[Start of Attachment]

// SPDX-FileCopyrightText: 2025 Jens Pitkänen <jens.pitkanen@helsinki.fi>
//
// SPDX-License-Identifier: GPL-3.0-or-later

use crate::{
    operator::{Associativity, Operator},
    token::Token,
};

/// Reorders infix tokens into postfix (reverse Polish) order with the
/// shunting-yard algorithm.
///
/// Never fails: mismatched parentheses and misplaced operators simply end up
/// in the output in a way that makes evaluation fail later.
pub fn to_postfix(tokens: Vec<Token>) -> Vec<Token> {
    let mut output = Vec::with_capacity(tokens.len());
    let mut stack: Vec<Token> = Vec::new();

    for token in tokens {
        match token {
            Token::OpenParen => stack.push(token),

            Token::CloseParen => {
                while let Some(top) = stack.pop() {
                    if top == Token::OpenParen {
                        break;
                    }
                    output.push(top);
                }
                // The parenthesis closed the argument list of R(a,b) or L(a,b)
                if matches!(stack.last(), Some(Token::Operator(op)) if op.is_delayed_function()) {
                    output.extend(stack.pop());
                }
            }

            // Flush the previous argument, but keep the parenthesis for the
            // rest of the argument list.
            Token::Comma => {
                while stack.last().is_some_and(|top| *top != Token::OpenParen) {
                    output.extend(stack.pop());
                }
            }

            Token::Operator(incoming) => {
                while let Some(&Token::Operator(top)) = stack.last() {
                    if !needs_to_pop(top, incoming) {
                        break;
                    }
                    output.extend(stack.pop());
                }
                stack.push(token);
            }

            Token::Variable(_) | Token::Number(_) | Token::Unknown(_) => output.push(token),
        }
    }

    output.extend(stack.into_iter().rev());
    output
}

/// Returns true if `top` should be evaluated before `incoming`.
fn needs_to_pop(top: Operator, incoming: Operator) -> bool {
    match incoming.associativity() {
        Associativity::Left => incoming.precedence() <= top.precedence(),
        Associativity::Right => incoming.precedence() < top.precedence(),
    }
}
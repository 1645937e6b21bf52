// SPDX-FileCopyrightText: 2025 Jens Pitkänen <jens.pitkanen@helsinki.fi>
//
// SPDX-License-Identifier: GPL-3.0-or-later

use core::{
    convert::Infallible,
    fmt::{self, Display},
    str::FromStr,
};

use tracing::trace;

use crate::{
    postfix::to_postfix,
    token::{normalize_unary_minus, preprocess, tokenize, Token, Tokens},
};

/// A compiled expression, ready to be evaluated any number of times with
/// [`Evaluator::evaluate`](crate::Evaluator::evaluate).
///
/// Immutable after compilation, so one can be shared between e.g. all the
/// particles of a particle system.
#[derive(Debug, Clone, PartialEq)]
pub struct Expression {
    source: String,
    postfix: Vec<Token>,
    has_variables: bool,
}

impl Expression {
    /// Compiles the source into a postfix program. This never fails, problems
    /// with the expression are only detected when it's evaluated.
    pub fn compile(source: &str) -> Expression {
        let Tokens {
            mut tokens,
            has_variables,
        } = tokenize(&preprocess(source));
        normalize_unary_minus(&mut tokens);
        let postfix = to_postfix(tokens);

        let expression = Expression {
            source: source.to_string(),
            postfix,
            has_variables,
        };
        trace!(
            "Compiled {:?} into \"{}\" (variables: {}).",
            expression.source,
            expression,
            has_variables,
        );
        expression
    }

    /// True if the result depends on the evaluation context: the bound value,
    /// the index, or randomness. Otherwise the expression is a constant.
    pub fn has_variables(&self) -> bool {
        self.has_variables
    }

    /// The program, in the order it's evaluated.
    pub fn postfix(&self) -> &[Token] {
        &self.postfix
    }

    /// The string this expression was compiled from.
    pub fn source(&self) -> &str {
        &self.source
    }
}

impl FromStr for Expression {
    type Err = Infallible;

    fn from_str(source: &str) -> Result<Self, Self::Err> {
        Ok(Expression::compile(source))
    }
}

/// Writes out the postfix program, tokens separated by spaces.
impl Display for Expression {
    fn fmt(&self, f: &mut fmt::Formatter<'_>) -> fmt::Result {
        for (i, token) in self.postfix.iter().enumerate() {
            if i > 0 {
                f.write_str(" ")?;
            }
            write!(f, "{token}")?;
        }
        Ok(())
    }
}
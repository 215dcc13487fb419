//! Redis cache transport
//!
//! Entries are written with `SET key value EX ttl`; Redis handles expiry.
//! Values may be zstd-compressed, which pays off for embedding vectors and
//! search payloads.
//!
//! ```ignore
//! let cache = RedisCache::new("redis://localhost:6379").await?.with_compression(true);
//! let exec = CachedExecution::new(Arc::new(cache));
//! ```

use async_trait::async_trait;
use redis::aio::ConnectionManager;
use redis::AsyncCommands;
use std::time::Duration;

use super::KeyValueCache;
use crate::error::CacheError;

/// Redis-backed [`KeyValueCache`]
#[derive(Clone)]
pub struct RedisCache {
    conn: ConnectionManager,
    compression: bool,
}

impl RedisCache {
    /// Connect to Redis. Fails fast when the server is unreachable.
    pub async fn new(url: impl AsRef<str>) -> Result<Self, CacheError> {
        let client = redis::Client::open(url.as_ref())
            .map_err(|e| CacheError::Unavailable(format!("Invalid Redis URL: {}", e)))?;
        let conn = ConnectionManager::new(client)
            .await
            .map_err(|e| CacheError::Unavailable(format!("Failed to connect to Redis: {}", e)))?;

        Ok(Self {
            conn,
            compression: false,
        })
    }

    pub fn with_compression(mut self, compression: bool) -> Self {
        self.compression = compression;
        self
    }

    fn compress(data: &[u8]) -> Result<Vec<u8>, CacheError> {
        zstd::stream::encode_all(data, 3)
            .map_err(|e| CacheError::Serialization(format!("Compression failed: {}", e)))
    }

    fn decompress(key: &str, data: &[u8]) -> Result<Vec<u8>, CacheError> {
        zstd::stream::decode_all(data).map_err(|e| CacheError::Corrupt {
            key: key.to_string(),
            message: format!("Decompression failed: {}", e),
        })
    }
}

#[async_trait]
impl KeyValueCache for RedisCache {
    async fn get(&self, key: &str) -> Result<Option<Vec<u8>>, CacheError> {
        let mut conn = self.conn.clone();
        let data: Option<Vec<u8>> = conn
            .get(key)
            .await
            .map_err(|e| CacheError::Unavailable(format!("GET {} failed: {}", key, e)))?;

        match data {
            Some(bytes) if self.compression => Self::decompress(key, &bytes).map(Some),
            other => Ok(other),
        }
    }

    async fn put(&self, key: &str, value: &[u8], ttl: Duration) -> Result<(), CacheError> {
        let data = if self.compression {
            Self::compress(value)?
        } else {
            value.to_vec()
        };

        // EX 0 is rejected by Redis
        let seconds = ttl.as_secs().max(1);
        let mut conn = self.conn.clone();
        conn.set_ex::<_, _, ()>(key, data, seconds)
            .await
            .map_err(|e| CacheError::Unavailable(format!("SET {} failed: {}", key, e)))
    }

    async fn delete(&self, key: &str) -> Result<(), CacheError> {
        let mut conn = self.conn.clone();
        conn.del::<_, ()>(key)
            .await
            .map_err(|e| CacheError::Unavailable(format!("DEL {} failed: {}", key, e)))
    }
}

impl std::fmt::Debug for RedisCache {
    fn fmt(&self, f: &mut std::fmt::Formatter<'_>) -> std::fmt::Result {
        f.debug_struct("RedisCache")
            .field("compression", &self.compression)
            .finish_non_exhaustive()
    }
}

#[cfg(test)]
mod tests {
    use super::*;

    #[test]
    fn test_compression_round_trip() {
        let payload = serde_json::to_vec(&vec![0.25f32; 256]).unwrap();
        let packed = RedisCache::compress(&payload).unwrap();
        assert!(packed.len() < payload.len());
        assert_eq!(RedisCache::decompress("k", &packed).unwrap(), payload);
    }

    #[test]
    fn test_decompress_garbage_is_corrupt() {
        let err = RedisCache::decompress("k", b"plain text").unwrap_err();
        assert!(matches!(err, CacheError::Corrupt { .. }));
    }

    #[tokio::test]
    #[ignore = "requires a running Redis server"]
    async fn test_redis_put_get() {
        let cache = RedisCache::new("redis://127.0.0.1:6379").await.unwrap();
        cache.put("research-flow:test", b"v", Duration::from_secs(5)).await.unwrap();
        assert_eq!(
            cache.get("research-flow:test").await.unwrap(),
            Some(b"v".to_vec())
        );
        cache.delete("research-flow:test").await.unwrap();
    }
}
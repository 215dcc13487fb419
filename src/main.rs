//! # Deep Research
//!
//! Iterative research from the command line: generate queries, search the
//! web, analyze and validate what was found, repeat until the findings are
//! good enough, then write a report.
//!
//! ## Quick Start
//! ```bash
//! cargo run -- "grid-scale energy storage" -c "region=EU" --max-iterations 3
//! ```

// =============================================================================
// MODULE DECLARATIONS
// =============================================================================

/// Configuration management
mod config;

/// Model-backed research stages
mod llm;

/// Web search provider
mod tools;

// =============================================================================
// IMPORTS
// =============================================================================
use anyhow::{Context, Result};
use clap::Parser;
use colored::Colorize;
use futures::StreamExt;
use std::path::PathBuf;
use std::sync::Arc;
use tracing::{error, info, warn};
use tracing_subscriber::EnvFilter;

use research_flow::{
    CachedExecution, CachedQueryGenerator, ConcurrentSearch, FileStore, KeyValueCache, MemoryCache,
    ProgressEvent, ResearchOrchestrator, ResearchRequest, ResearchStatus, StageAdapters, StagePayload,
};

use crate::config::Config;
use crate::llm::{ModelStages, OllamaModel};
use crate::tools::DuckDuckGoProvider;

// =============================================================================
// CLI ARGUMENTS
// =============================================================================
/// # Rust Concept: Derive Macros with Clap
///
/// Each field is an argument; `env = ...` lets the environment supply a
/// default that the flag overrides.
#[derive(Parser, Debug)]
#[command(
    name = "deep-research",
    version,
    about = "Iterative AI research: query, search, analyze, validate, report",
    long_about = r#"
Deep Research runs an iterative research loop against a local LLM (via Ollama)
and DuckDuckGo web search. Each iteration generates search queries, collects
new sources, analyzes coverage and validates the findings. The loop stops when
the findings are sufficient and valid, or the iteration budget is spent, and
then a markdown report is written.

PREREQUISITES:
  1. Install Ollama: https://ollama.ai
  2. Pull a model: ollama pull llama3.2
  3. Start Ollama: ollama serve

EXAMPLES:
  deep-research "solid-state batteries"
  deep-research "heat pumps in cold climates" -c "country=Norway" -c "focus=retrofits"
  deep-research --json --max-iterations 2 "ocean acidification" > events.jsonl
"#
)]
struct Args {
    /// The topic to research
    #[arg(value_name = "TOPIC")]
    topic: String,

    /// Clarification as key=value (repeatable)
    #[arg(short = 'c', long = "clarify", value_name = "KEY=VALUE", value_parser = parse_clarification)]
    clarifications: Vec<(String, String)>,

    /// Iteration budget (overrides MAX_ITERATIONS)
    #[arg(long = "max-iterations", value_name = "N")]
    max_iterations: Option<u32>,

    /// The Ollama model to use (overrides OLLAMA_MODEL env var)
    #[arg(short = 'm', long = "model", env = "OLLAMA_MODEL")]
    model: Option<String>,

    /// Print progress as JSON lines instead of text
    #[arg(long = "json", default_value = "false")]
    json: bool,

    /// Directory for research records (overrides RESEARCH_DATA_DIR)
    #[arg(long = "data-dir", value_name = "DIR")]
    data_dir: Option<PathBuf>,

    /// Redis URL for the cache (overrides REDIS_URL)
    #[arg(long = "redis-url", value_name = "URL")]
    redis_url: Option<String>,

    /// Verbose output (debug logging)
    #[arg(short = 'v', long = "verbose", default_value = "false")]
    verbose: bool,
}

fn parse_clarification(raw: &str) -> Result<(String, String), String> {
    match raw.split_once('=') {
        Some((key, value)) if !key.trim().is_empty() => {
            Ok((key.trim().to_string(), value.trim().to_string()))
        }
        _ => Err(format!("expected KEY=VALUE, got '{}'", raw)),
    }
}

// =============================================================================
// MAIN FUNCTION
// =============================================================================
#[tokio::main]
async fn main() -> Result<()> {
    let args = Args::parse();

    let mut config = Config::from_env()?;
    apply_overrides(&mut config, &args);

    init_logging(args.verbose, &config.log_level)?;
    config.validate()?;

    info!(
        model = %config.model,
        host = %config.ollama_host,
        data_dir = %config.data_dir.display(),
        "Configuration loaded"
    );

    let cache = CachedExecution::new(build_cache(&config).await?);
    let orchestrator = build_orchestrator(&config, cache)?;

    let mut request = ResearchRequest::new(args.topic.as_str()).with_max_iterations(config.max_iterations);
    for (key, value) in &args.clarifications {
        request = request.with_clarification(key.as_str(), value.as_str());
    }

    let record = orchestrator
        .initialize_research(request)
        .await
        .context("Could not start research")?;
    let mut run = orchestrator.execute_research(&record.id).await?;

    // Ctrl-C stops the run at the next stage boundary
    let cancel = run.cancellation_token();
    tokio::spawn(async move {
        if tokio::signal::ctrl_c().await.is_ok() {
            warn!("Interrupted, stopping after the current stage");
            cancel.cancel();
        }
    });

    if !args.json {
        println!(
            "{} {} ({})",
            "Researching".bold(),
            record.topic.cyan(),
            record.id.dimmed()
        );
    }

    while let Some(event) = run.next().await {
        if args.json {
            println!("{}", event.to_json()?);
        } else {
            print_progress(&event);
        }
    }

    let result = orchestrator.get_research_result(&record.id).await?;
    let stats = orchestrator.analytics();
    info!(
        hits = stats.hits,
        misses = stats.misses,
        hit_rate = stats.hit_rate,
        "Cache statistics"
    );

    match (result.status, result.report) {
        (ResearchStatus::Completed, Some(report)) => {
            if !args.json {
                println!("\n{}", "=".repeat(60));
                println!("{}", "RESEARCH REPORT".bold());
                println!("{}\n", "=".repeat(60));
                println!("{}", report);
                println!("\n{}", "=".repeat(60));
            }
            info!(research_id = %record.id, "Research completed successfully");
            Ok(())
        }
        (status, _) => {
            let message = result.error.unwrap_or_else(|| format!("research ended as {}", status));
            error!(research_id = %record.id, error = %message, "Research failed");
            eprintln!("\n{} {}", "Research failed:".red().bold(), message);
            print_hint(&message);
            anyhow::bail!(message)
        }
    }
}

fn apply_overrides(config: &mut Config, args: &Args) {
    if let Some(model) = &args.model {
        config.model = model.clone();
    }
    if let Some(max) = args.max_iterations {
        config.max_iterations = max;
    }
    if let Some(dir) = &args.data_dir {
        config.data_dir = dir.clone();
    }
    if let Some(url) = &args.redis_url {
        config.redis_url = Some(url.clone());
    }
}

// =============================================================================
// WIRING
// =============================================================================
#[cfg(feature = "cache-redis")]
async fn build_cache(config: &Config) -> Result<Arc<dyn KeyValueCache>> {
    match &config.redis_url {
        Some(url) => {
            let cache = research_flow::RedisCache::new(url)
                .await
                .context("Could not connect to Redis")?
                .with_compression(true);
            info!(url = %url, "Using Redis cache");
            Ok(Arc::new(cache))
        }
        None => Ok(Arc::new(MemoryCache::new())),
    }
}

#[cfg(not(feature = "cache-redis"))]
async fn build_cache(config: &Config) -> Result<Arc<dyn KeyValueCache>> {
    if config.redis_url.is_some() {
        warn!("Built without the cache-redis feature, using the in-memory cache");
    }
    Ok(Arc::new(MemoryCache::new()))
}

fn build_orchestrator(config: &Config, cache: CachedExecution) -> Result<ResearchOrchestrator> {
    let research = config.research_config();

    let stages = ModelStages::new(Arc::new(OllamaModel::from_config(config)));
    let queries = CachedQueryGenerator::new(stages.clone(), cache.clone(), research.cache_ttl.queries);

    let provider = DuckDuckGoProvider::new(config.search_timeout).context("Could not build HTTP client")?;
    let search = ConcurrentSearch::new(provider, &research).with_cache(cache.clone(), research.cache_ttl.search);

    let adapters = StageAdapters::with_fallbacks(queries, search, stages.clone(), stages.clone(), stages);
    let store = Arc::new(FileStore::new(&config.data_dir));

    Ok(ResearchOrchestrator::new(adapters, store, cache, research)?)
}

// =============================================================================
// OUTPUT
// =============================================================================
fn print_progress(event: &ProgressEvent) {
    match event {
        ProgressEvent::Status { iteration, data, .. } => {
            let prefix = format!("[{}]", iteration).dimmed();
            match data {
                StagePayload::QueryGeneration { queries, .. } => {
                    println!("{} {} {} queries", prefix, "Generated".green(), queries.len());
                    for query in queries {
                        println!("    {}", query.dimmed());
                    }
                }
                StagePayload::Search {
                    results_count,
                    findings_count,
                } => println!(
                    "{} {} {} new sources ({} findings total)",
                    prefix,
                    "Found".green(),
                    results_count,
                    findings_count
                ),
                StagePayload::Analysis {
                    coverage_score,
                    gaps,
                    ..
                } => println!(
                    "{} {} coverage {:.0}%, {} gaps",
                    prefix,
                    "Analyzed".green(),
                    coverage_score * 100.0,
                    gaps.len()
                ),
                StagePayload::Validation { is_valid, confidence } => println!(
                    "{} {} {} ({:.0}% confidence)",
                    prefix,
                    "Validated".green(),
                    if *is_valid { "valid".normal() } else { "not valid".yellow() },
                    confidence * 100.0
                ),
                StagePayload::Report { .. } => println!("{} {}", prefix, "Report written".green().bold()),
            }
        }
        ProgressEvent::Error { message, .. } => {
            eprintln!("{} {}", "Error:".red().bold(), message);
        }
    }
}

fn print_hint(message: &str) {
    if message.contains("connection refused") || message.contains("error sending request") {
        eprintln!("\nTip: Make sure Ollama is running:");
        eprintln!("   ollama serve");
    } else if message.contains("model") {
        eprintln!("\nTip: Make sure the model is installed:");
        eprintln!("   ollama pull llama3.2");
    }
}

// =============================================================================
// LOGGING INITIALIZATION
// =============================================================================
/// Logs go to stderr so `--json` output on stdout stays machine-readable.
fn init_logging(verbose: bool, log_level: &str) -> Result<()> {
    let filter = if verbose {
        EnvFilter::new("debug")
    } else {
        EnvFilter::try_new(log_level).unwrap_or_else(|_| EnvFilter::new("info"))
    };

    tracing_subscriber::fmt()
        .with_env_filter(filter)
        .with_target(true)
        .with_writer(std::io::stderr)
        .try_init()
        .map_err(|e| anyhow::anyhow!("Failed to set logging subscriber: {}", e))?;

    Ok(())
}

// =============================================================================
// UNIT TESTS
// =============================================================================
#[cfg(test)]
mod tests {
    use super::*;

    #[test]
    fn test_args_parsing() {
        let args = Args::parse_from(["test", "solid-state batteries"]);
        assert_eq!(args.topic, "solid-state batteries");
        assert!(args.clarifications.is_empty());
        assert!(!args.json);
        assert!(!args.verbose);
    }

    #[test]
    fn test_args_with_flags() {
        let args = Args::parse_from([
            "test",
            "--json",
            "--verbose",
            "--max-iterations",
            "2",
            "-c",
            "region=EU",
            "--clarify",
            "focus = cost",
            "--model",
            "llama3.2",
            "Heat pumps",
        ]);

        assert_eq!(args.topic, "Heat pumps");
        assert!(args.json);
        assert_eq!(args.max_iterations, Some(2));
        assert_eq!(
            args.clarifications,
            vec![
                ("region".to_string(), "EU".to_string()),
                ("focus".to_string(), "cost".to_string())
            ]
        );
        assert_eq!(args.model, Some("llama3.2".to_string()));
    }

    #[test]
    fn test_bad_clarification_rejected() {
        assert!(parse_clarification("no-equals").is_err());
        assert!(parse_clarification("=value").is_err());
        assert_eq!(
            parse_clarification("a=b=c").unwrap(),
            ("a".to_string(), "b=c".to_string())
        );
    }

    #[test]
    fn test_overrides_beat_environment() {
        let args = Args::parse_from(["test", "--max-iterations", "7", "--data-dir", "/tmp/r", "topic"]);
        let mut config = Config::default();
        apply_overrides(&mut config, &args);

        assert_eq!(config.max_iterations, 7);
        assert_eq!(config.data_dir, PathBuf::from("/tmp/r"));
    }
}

[End of Attachment]

Task statement: In the entries above, find each line with the word "next" and copy it.

Expected answer:
    // Ctrl-C stops the run at the next stage boundary
    while let Some(event) = run.next().await {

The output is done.